Не знаю, простится ли мне, что я написал пьесу на вымышленный сюжет с подлинными историческими персонажами; но Аристотель, кажется, этого не возбраняет, и, насколько я помню, у древних достаточно таких примеров. Софокл и Еврипид разрабатывают в своих «Электрах» одинаковую тему столь разными средствами, что сюжет одной из этих трагедий неизбежно должен быть вымышленным; с «Ифигенией в Тавриде»{103} обстоит, по-видимому, точно так же; а в «Елене», где Еврипид исходит из того, что героиня никогда не была в Трое и что Парис похитил не ее, но схожий с нею призрак, сюжет как в своей главной, так и в побочных линиях бесспорно является плодом авторской фантазии.
Сочиняя пьесу, я остался верен исторической правде лишь в том, что касается очередности императоров Тиберия, Маврикия, Фоки и Ираклия; последнему я приписал более знатное происхождение, чем на самом деле, сделав его сыном Маврикия, а не безвестного африканского претора, также носившего имя Ираклий.

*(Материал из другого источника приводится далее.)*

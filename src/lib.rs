//! # unipolar-stepper
//!
//! Half-step driver for 4-wire unipolar stepper motors (28BYJ-48 on a
//! ULN2003 board) with embedded-hal 1.0 support.
//!
//! ## Features
//!
//! - **embedded-hal 1.0**: Drives IN1..IN4 through `OutputPin`
//! - **Background stepping**: A cancellable step loop per motor; new
//!   commands supersede old ones
//! - **Position tracking**: Absolute position derived from commanded steps
//! - **Configuration-driven**: Define motors and their pins in TOML files
//! - **Pluggable sequences**: Half-step by default, full-step available
//!
//! ## Quick Start
//!
//! ```rust,ignore
//! use unipolar_stepper::{Motor, Uln2003Motor};
//!
//! let motor = Uln2003Motor::builder()
//!     .name("blinds")
//!     .pins(in1, in2, in3, in4)
//!     .ticks_per_rotation(4096)
//!     .build()?;
//!
//! // One revolution at 10 rpm, blocking until done
//! motor.run_for(10.0, 1.0)?;
//! assert_eq!(motor.position(), 1.0);
//! ```
//!
//! ## Feature Flags
//!
//! - `std` (default): Enables the threaded driver, file I/O and TOML parsing
//! - `alloc`: Enables heap allocation for no_std with allocator

#![cfg_attr(not(feature = "std"), no_std)]
#![warn(missing_docs)]
#![warn(clippy::all)]
#![deny(unsafe_code)]
// Allow large error types - necessary for no_std with heapless strings
#![allow(clippy::result_large_err)]

#[cfg(feature = "alloc")]
extern crate alloc;

// Core modules
pub mod config;
pub mod error;
pub mod motion;
#[cfg(feature = "std")]
pub mod motor;

// Re-exports for ergonomic API
pub use config::{validate_config, MotorConfig, PinConfig, SystemConfig};
pub use error::{Error, Result};
pub use motion::{Direction, FullStep, HalfStep, StepSequence, Target};
#[cfg(feature = "std")]
pub use motor::{CancelToken, Motor, MotorSystem, Uln2003Motor, Uln2003MotorBuilder, WaitOptions};

// Configuration loading (std only)
#[cfg(feature = "std")]
pub use config::load_config;

// Unit types
pub use config::units::{Revolutions, Rpm, Steps};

Я увеличил на двенадцать лет время царствования Фоки и наделил его сыном Маркианом, хотя, как известно из истории, у этого узурпатора была лишь дочь Домиция, выданная им за Криспа, также выведенного мною в трагедии. Если бы и у меня Фока правил всего восемь лет, его сын и Ираклий, которые поменялись местами вследствие совершенного Леонтиной подмена, не стали бы действующими лицами трагедии: для такого подмена необходимо, чтобы в начале царствования Фоки оба юноши были еще младенцами. По той же причине я продлил жизнь императрицы Константины: в пьесе она умирает лишь на пятнадцатом году Фокиной тирании, тогда как в действительности ее убили на пятом; это сделано для того, чтобы она могла иметь дочь, чей возраст позволял бы усвоить предсмертные материнские наставления и соответствовал бы возрасту царевича, с которым ее хотят обвенчать.
Поступок Леонтины, жертвующей одним из сыновей ради спасения Ираклия, кажется совершенно неправдоподобным, но правдоподобия здесь и не нужно: это исторически засвидетельствованный факт, в который нельзя не верить, сколько бы ни оспаривали его иные чересчур взыскательные критики. Бароний приписывает этот поступок кормилице, чье поведение представляется мне настолько героическим, что его можно отнести к особе более знатной, а значит, и более отвечающей достоинству театрального представления. Император Маврикий узнал о готовящейся жертве и помешал ей, дабы не противиться справедливому приговору Творца, решившего истребить его род; но, как бы то ни было, кормилица сумела преодолеть материнское чувство во имя служения государю, и, раз она в самом деле готова была пожертвовать сыном ради спасения царевича, я счел себя вправе изобразить дело так, будто подмен удался, и положить этот подмен в основу ошеломляющего своей новизной сюжета.
Что касается единства места, то здесь, как и в случае с «Родогуной», зрителю придется проявить немалую снисходительность. Большинство произведений, увидевших с тех пор свет, нуждаются в ней столь же остро, как мое, и я избавлю себя от необходимости доказывать это их разбором. Единство времени не нарушено, и действие вполне укладывается в каких-нибудь пять-шесть часов; тем не менее интрига чрезвычайно запутана, и восприятие трагедии требует особой сосредоточенности. Я сам слышал от умнейших и образованнейших людей при дворе жалобы на то, что спектакль утомляет не меньше, чем серьезная книга. Это не помешало успеху пьесы, но полагаю все же, что понять ее до конца можно лишь после нескольких представлений.